Assigned task >> Each line of the data that includes the string "crate" is to be copied out.

##############################

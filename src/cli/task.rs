//! scrumboard task command implementations.

use super::card::{apply_board_command, change_human};
use super::GlobalOptions;
use crate::engine::Command;
use crate::error::Result;
use crate::output::emit_success;

pub struct AddOptions {
    pub project: String,
    pub card: String,
    pub content: String,
    pub global: GlobalOptions,
}

pub struct TaskOptions {
    pub project: String,
    pub card: String,
    pub task: String,
    pub global: GlobalOptions,
}

pub struct AssigneeOptions {
    pub project: String,
    pub card: String,
    pub task: String,
    pub name: String,
    pub global: GlobalOptions,
}

pub fn run_add(options: AddOptions) -> Result<()> {
    let command = Command::AddTask {
        card_id: options.card,
        content: options.content,
    };
    let change = apply_board_command(&options.global, &options.project, command)?;
    let human = change_human("Task added", &change);
    emit_success(options.global.output(), "task add", &change, Some(&human))
}

pub fn run_rm(options: TaskOptions) -> Result<()> {
    let command = Command::DeleteTask {
        card_id: options.card,
        task_id: options.task,
    };
    let change = apply_board_command(&options.global, &options.project, command)?;
    let human = change_human("Task deleted", &change);
    emit_success(options.global.output(), "task rm", &change, Some(&human))
}

pub fn run_toggle(options: TaskOptions) -> Result<()> {
    let command = Command::ToggleTask {
        card_id: options.card,
        task_id: options.task,
    };
    let change = apply_board_command(&options.global, &options.project, command)?;
    let human = change_human("Task toggled", &change);
    emit_success(options.global.output(), "task toggle", &change, Some(&human))
}

pub fn run_assign(options: AssigneeOptions) -> Result<()> {
    let command = Command::AddAssignee {
        card_id: options.card,
        task_id: options.task,
        name: options.name,
    };
    let change = apply_board_command(&options.global, &options.project, command)?;
    let header = if change.changed {
        "Assignee added"
    } else {
        "Already assigned"
    };
    let human = change_human(header, &change);
    emit_success(options.global.output(), "task assign", &change, Some(&human))
}

pub fn run_unassign(options: AssigneeOptions) -> Result<()> {
    let command = Command::RemoveAssignee {
        card_id: options.card,
        task_id: options.task,
        name: options.name,
    };
    let change = apply_board_command(&options.global, &options.project, command)?;
    let human = change_human("Assignee removed", &change);
    emit_success(options.global.output(), "task unassign", &change, Some(&human))
}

##############################

Exercise answer >>
use crate::engine::Command;
use crate::error::Result;
use crate::output::emit_success;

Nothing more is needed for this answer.